Ce petit détail, bien qu'insignifiant, me réchauffe le cœur et me redonne de la force pour affronter cette journée.
Je sens qu'Elsa va devenir un peu une maman pour moi. En détaillant son visage et en apercevant quelques cheveux blancs, je dirais qu'elle doit environ avoir 50 ans. Mais bon, ce n'est qu'un chiffre, je n'ai jamais été très doué pour ce genre de choses.

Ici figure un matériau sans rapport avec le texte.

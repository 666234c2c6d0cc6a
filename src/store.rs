use crate::grid::Grid;
use hashlink::LinkedHashMap;
use serde::{Deserialize, Serialize};
use std::fmt::{Display, Formatter};
use std::num::NonZeroUsize;
use std::sync::{Arc, Mutex, MutexGuard, PoisonError};

/// Identifier of the message that displays a game. Handed out by the
/// transport; never generated here.
#[derive(Copy, Clone, Debug, Eq, PartialEq, Hash, Serialize, Deserialize)]
#[serde(transparent)]
pub struct SessionKey(pub i64);

impl From<i64> for SessionKey {
    fn from(value: i64) -> Self {
        Self(value)
    }
}

impl Display for SessionKey {
    fn fmt(&self, f: &mut Formatter<'_>) -> std::fmt::Result {
        write!(f, "{}", self.0)
    }
}

/// A live game. Hold the lock for the whole reveal-then-read so the two are
/// atomic with respect to other taps on the same game.
pub type SharedGrid = Arc<tokio::sync::Mutex<Grid>>;

/// Live games by session key.
///
/// The map lock is only held for the lookup itself, never while a grid is
/// locked, so games on different keys never wait on each other.
#[derive(Debug, Default)]
pub struct SessionStore {
    sessions: Mutex<LinkedHashMap<SessionKey, SharedGrid>>,
    capacity: Option<NonZeroUsize>
}

impl SessionStore {

    pub fn new() -> Self {
        Self::default()
    }

    /// With `Some(n)`, keeps at most `n` sessions and drops the one touched
    /// longest ago to make room.
    pub fn with_capacity(capacity: Option<usize>) -> Self {
        Self {
            sessions: Default::default(),
            capacity: capacity.and_then(NonZeroUsize::new)
        }
    }

    fn sessions(&self) -> MutexGuard<'_, LinkedHashMap<SessionKey, SharedGrid>> {
        // the map is never left half-updated, so a poisoned lock is still usable
        self.sessions
                .lock()
                .unwrap_or_else(PoisonError::into_inner)
    }

    pub fn put(&self, key: SessionKey, grid: Grid) -> SharedGrid {
        let grid = Arc::new(tokio::sync::Mutex::new(grid));
        let mut sessions = self.sessions();

        if sessions.insert(key, grid.clone()).is_some() {
            log::warn!("session {key} replaced while still live");
        }

        if let Some(capacity) = self.capacity {
            while sessions.len() > capacity.get() {
                if let Some((evicted, _)) = sessions.pop_front() {
                    log::warn!("session store full, evicted session {evicted}");
                }
            }
        }

        grid
    }

    /// Looks up a session and marks it as recently touched.
    pub fn get(&self, key: SessionKey) -> Option<SharedGrid> {
        let mut sessions = self.sessions();

        let grid = sessions.remove(&key)?;
        sessions.insert(key, grid.clone());

        Some(grid)
    }

    pub fn remove(&self, key: SessionKey) -> Option<SharedGrid> {
        self.sessions().remove(&key)
    }

    pub fn contains(&self, key: SessionKey) -> bool {
        self.sessions().contains_key(&key)
    }

    pub fn len(&self) -> usize {
        self.sessions().len()
    }

    pub fn is_empty(&self) -> bool {
        self.sessions().is_empty()
    }
}
use crate::board::Point;
use crate::error::{Error, Result};
use crate::grid::Grid;
use crate::{Cell, CellKind, Visibility};
use serde::{Deserialize, Serialize};
use std::fmt::{Display, Formatter};

/// Transport-neutral name for what a cell currently shows.
#[derive(Copy, Clone, Debug, Eq, PartialEq, Hash)]
pub enum Token {
    Closed,
    Flag,
    Mine,
    Blank,
    Digit(u8)
}

impl Token {
    /// Glyph for chat keyboards.
    pub const fn symbol(self) -> &'static str {
        match self {
            Token::Closed => "⬜️",
            Token::Flag => "ℹ️",
            Token::Mine => "⚫️",
            Token::Blank => " ",
            Token::Digit(1) => "1️⃣",
            Token::Digit(2) => "2️⃣",
            Token::Digit(3) => "3️⃣",
            Token::Digit(4) => "4️⃣",
            Token::Digit(5) => "5️⃣",
            Token::Digit(6) => "6️⃣",
            Token::Digit(7) => "7️⃣",
            Token::Digit(8) => "8️⃣",
            Token::Digit(_) => "?"
        }
    }
}

impl Display for Token {
    fn fmt(&self, f: &mut Formatter<'_>) -> std::fmt::Result {
        match self {
            Token::Closed => write!(f, "closed"),
            Token::Flag => write!(f, "flag"),
            Token::Mine => write!(f, "mine"),
            Token::Blank => write!(f, "blank"),
            Token::Digit(number) => write!(f, "digit-{number}")
        }
    }
}

impl Serialize for Token {
    fn serialize<S: serde::Serializer>(&self, serializer: S) -> std::result::Result<S::Ok, S::Error> {
        serializer.collect_str(self)
    }
}

pub fn render_cell(cell: Cell) -> Token {
    match (cell.visibility, cell.kind) {
        (Visibility::Flagged, _) => Token::Flag,
        (Visibility::Closed, _) => Token::Closed,
        (Visibility::Open, CellKind::Mine) => Token::Mine,
        (Visibility::Open, CellKind::Empty) => Token::Blank,
        (Visibility::Open, CellKind::Numbered(number)) => Token::Digit(number)
    }
}

/// Where a rendered cell sits. The transport puts [`CellTag::encode`] into the
/// tap payload and hands it back through [`CellTag::decode`].
#[derive(Copy, Clone, Debug, Eq, PartialEq, Hash, Serialize, Deserialize)]
pub struct CellTag {
    pub row: usize,
    pub col: usize
}

impl CellTag {
    pub const fn new(row: usize, col: usize) -> Self {
        Self { row, col }
    }

    pub const fn point(self) -> Point {
        (self.row, self.col)
    }

    pub fn encode(self) -> String {
        serde_json::json!({ "row": self.row, "col": self.col }).to_string()
    }

    pub fn decode(data: &str) -> Result<Self> {
        serde_json::from_str(data)
                .map_err(|_| Error::MalformedTag(data.to_owned()))
    }
}

impl From<Point> for CellTag {
    fn from((row, col): Point) -> Self {
        Self::new(row, col)
    }
}

#[derive(Copy, Clone, Debug, Eq, PartialEq, Serialize)]
pub struct RenderedCell {
    pub token: Token,
    pub tag: CellTag
}

#[derive(Clone, Debug, Eq, PartialEq, Serialize)]
pub struct RenderedView {
    pub title: String,
    pub rows: Vec<Vec<RenderedCell>>
}

impl RenderedView {
    pub fn height(&self) -> usize {
        self.rows.len()
    }

    pub fn width(&self) -> usize {
        self.rows.first().map_or(0, Vec::len)
    }

    pub fn token(&self, (row, col): Point) -> Option<Token> {
        Some(self.rows.get(row)?.get(col)?.token)
    }

    pub fn tokens(&self) -> impl Iterator<Item = Token> + '_ {
        self.rows.iter().flatten().map(|cell| cell.token)
    }
}

pub fn render_grid(grid: &Grid, title: impl Into<String>) -> RenderedView {
    let rows = grid.snapshot()
            .rows()
            .enumerate()
            .map(|(row, cells)| cells.iter()
                    .enumerate()
                    .map(|(col, &cell)| RenderedCell {
                        token: render_cell(cell),
                        tag: CellTag::new(row, col)
                    })
                    .collect())
            .collect();

    RenderedView {
        title: title.into(),
        rows
    }
}
use crate::board::{Board, BoardSize, Point};
use crate::error::{Error, Result};
use crate::policy::{GameParameters, Policy};
use crate::{Cell, CellKind, GameStatus, Visibility};
use std::collections::{HashSet, VecDeque};

/// One game: the cells plus whether it is still going.
#[derive(Clone, Debug)]
pub struct Grid {
    board: Board,
    status: GameStatus,
    flags: usize
}

impl Grid {

    /// Generates a grid within the default [`Policy`].
    pub fn create(width: usize, height: usize, mines: usize) -> Result<Self> {
        Self::create_with_policy(GameParameters::new(width, height, mines), &Policy::default())
    }

    pub fn create_with_policy(parameters: GameParameters, policy: &Policy) -> Result<Self> {
        let size = policy.board_size(parameters)?;

        Ok(Self::generate(size))
    }

    pub fn generate(size: BoardSize) -> Self {
        Self::generate_with(size, &mut fastrand::Rng::new())
    }

    /// Every position is equally likely to hold a mine.
    pub fn generate_with(size: BoardSize, rng: &mut fastrand::Rng) -> Self {
        let mut points: Vec<Point> = size.points().collect();
        rng.shuffle(&mut points);
        points.truncate(size.mines().into());

        log::debug!("generated {}x{} grid with {} mines", size.width(), size.height(), size.mines());

        Self::place(size, &points)
    }

    /// A grid with mines exactly at `mines`.
    pub fn with_mines(size: BoardSize, mines: &[Point]) -> Result<Self> {
        let invalid = || Error::InvalidParameters {
            width: size.width().into(),
            height: size.height().into(),
            mines: mines.len()
        };

        let distinct: HashSet<_> = mines.iter().copied().collect();
        if distinct.len() != mines.len()
                || mines.len() != usize::from(size.mines())
                || !mines.iter().all(|&point| size.contains(point)) {
            return Err(invalid())
        }

        Ok(Self::place(size, mines))
    }

    fn place(size: BoardSize, mines: &[Point]) -> Self {
        let mut board = Board::closed(size);

        for &point in mines {
            board[point] = Cell::new(CellKind::Mine, Visibility::Closed);
        }

        generate_numbers(&mut board);

        Self {
            board,
            status: GameStatus::Running,
            flags: 0
        }
    }

    pub fn state(&self) -> GameStatus {
        self.status
    }

    pub fn size(&self) -> BoardSize {
        self.board.size()
    }

    pub fn snapshot(&self) -> &Board {
        &self.board
    }

    pub fn remaining_mines(&self) -> isize {
        usize::from(self.size().mines()) as isize - self.flags as isize
    }

    /// Opens the cell at `point`, cascading through empty cells.
    ///
    /// Does nothing once the game is over, for points outside the grid, and
    /// for cells that are already open or flagged.
    pub fn reveal(&mut self, point: Point) -> GameStatus {
        if self.status != GameStatus::Running {
            return self.status
        }

        let Some(cell) = self.board.get(point) else {
            log::warn!("reveal outside the grid at {point:?}");
            return self.status
        };

        if cell.visibility != Visibility::Closed {
            return self.status
        }

        self.board[point].visibility = Visibility::Open;

        if self.board[point].kind == CellKind::Empty {
            self.cascade(point);
        }

        self.status = self.board.evaluate();
        self.status
    }

    /// Opens the closed cells connected to `origin` through empty cells,
    /// including the numbered cells on the border. Only empty cells spread.
    fn cascade(&mut self, origin: Point) {
        let size = self.size();
        let mut visited = HashSet::from([origin]);
        let mut pending = VecDeque::from([origin]);
        let mut opened = 0usize;

        while let Some(point) = pending.pop_front() {
            for neighbour in size.neighbours(point) {
                if !visited.insert(neighbour) {
                    continue
                }

                let cell = &mut self.board[neighbour];
                if cell.visibility != Visibility::Closed || cell.is_mine() {
                    continue
                }

                cell.visibility = Visibility::Open;
                opened += 1;

                if cell.kind == CellKind::Empty {
                    pending.push_back(neighbour);
                }
            }
        }

        log::debug!("cascade from {origin:?} opened {opened} more cells");
    }

    /// Flags a closed cell or unflags a flagged one.
    pub fn toggle_flag(&mut self, point: Point) -> GameStatus {
        if self.status != GameStatus::Running {
            return self.status
        }

        let Some(cell) = self.board.get(point) else {
            return self.status
        };

        match cell.visibility {
            Visibility::Closed => {
                self.board[point].visibility = Visibility::Flagged;
                self.flags += 1;
            }
            Visibility::Flagged => {
                self.board[point].visibility = Visibility::Closed;
                self.flags -= 1;
            }
            Visibility::Open => {}
        }

        self.status
    }
}

fn generate_numbers(board: &mut Board) {
    let size = board.size();

    for point in size.points() {
        if board[point].is_mine() {
            continue
        }

        let count = size.neighbours(point)
                .filter(|&neighbour| board[neighbour].is_mine())
                .count();

        board[point].kind = CellKind::from_count(count as u8);
    }
}

#[cfg(test)]
mod tests {
    use super::*;

    fn grid(width: usize, height: usize, mines: &[Point]) -> Grid {
        Grid::with_mines(BoardSize::new(width, height, mines.len()).unwrap(), mines).unwrap()
    }

    fn open_points(grid: &Grid) -> HashSet<Point> {
        grid.size()
                .points()
                .filter(|&point| grid.snapshot()[point].is_open())
                .collect()
    }

    fn assert_consistent(grid: &Grid) {
        let board = grid.snapshot();
        let size = grid.size();

        let mines = board.iter().filter(|cell| cell.is_mine()).count();
        assert_eq!(mines, usize::from(size.mines()));

        for point in size.points() {
            if board[point].is_mine() {
                continue
            }
            let count = size.neighbours(point).filter(|&n| board[n].is_mine()).count();
            assert_eq!(board[point].kind, CellKind::from_count(count as u8), "label at {point:?}");
        }

        let mine_open = board.iter().any(|cell| cell.is_mine() && cell.is_open());
        let safe_closed = board.iter().any(|cell| !cell.is_mine() && !cell.is_open());
        let expected = match (mine_open, safe_closed) {
            (true, _) => GameStatus::Lost,
            (false, false) => GameStatus::Won,
            (false, true) => GameStatus::Running
        };
        assert_eq!(grid.state(), expected);
    }

    #[test]
    fn generated_grids_have_exact_mines_and_labels() {
        let mut rng = fastrand::Rng::with_seed(7);
        let policy = Policy::default();

        for width in 4..=8 {
            for height in 4..=8 {
                for mines in [1, policy.max_mines(width, height) / 2, policy.max_mines(width, height)] {
                    let size = BoardSize::new(width, height, mines).unwrap();
                    let grid = Grid::generate_with(size, &mut rng);

                    assert_consistent(&grid);
                    assert!(grid.snapshot().iter().all(|cell| cell.visibility == Visibility::Closed));
                }
            }
        }
    }

    #[test]
    fn create_applies_policy() {
        assert!(Grid::create(8, 8, 51).is_ok());
        assert_eq!(Grid::create(8, 8, 52).unwrap_err(), Error::InvalidParameters { width: 8, height: 8, mines: 52 });
        assert!(Grid::create(3, 4, 1).is_err());
        assert!(Grid::create(4, 4, 0).is_err());
    }

    #[test]
    fn with_mines_rejects_bad_layouts() {
        let size = BoardSize::new(4, 4, 2).unwrap();

        assert!(Grid::with_mines(size, &[(0, 0)]).is_err());
        assert!(Grid::with_mines(size, &[(0, 0), (0, 0)]).is_err());
        assert!(Grid::with_mines(size, &[(0, 0), (4, 0)]).is_err());
        assert!(Grid::with_mines(size, &[(0, 0), (3, 3)]).is_ok());
    }

    #[test]
    fn cascade_from_far_corner_wins() {
        let mut grid = grid(4, 4, &[(0, 0)]);

        assert_eq!(grid.reveal((3, 3)), GameStatus::Won);
        assert_eq!(open_points(&grid).len(), 15);
        assert!(!grid.snapshot()[(0, 0)].is_open());
        assert_consistent(&grid);
    }

    #[test]
    fn revealing_mine_loses_and_freezes_grid() {
        let mut grid = grid(4, 4, &[(0, 0)]);

        assert_eq!(grid.reveal((0, 0)), GameStatus::Lost);
        let before = open_points(&grid);

        assert_eq!(grid.reveal((1, 1)), GameStatus::Lost);
        assert_eq!(grid.toggle_flag((2, 2)), GameStatus::Lost);
        assert_eq!(open_points(&grid), before);
        assert_eq!(grid.snapshot()[(2, 2)].visibility, Visibility::Closed);
        assert_consistent(&grid);
    }

    #[test]
    fn numbered_cell_opens_alone() {
        let mut grid = grid(4, 4, &[(0, 0)]);

        assert_eq!(grid.reveal((1, 1)), GameStatus::Running);
        assert_eq!(open_points(&grid), HashSet::from([(1, 1)]));
        assert_eq!(grid.snapshot()[(1, 1)].kind, CellKind::Numbered(1));
    }

    #[test]
    fn reopening_open_or_flagged_cells_changes_nothing() {
        let mut grid = grid(5, 5, &[(0, 0), (4, 4)]);

        grid.reveal((0, 1));
        grid.toggle_flag((4, 4));
        let open = open_points(&grid);

        assert_eq!(grid.reveal((0, 1)), GameStatus::Running);
        assert_eq!(grid.reveal((4, 4)), GameStatus::Running);
        assert_eq!(open_points(&grid), open);
        assert_eq!(grid.snapshot()[(4, 4)].visibility, Visibility::Flagged);
    }

    #[test]
    fn out_of_bounds_reveal_is_ignored() {
        let mut grid = grid(4, 4, &[(0, 0)]);

        assert_eq!(grid.reveal((4, 0)), GameStatus::Running);
        assert_eq!(grid.reveal((0, 4)), GameStatus::Running);
        assert!(open_points(&grid).is_empty());
    }

    #[test]
    fn cascade_opens_exactly_the_empty_region_and_its_border() {
        // wall of mines down column 2 splits the board
        let mines = [(0, 2), (1, 2), (2, 2), (3, 2), (4, 2)];
        let mut grid = grid(6, 5, &mines);

        assert_eq!(grid.reveal((2, 0)), GameStatus::Running);

        let expected: HashSet<Point> = (0..5).flat_map(|row| [(row, 0), (row, 1)]).collect();
        assert_eq!(open_points(&grid), expected);
        assert_consistent(&grid);
    }

    #[test]
    fn cascade_matches_region_search_on_random_grids() {
        let mut rng = fastrand::Rng::with_seed(42);

        for _ in 0..200 {
            let size = BoardSize::new(8, 8, rng.usize(1..=12)).unwrap();
            let mut grid = Grid::generate_with(size, &mut rng);
            let board = grid.snapshot().clone();

            let Some(origin) = size.points().find(|&point| board[point].kind == CellKind::Empty) else {
                continue
            };

            let mut region = HashSet::from([origin]);
            let mut stack = vec![origin];
            while let Some(point) = stack.pop() {
                for neighbour in size.neighbours(point) {
                    if board[neighbour].kind == CellKind::Empty && region.insert(neighbour) {
                        stack.push(neighbour);
                    }
                }
            }
            let border: Vec<Point> = region.iter()
                    .flat_map(|&point| size.neighbours(point))
                    .filter(|&point| !board[point].is_mine())
                    .collect();
            region.extend(border);

            grid.reveal(origin);

            assert_eq!(open_points(&grid), region);
            assert_consistent(&grid);
        }
    }

    #[test]
    fn flagged_cells_block_the_cascade() {
        let mut grid = grid(4, 4, &[(0, 0)]);

        grid.toggle_flag((2, 2));
        assert_eq!(grid.reveal((3, 3)), GameStatus::Running);
        assert_eq!(grid.snapshot()[(2, 2)].visibility, Visibility::Flagged);
        assert_eq!(open_points(&grid).len(), 14);

        grid.toggle_flag((2, 2));
        assert_eq!(grid.reveal((2, 2)), GameStatus::Won);
    }

    #[test]
    fn flags_count_down_remaining_mines() {
        let mut grid = grid(4, 4, &[(0, 0), (3, 3)]);

        assert_eq!(grid.remaining_mines(), 2);
        grid.toggle_flag((0, 0));
        grid.toggle_flag((1, 1));
        grid.toggle_flag((2, 2));
        assert_eq!(grid.remaining_mines(), -1);
        grid.toggle_flag((1, 1));
        assert_eq!(grid.remaining_mines(), 0);

        grid.reveal((0, 3));
        assert_eq!(grid.toggle_flag((0, 3)), GameStatus::Running);
        assert_eq!(grid.snapshot()[(0, 3)].visibility, Visibility::Open);
    }

    #[test]
    fn random_play_keeps_status_consistent() {
        let mut rng = fastrand::Rng::with_seed(3);

        for _ in 0..100 {
            let size = BoardSize::new(rng.usize(4..=8), rng.usize(4..=8), rng.usize(1..=10)).unwrap();
            let mut grid = Grid::generate_with(size, &mut rng);

            while grid.state() == GameStatus::Running {
                let point = (rng.usize(0..usize::from(size.height())), rng.usize(0..usize::from(size.width())));
                if rng.u8(0..4) == 0 {
                    grid.toggle_flag(point);
                } else {
                    grid.reveal(point);
                }
                assert_consistent(&grid);

                if grid.snapshot().iter().all(|cell| cell.is_mine() || cell.visibility == Visibility::Flagged || cell.is_open()) {
                    break
                }
            }
        }
    }
}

Après plusieurs secondes serrées l'une contre l'autre, elle se détache maladroitement, ne me lâchant pas du regard.
- Bonjour mademoiselle, vous avez bien dormi ?
J'hoche la tête positivement pour ne pas l'inquiéter, même si la réponse n'est pas loin d'être le contraire.
Elle se lève et part ranger le verre vide dans la cuisine. Le moyen qu'a encore utilisé le démon pour me sortir de mon sommeil.
Il compte me réveiller constamment avec les pires manières inimaginables ?
Pourquoi est-il obligé de me sortir de ce traumatisme de cette façon ?
Apparemment il ne supportait pas ma réaction au cauchemar de cette nuit.
Et pourtant, il n'y jouait pas le rôle principal.
Elsa revient quelques instants plus tard, accompagné d'un plateau repas.
Les yeux en forme de cœur, je saute du canapé, un sourire aux lèvres et m'installe sur la petite table basse juste devant.
L'odeur des pancakes et du nutella débordant de la tartine réveille mon ventre endormi et un nouveau gargouillement fait rire Elsa.
Il faut dire que cela fait très longtemps que je n'ai pas mangé de pancakes, qui sont, selon moi, la meilleure découverte du monde.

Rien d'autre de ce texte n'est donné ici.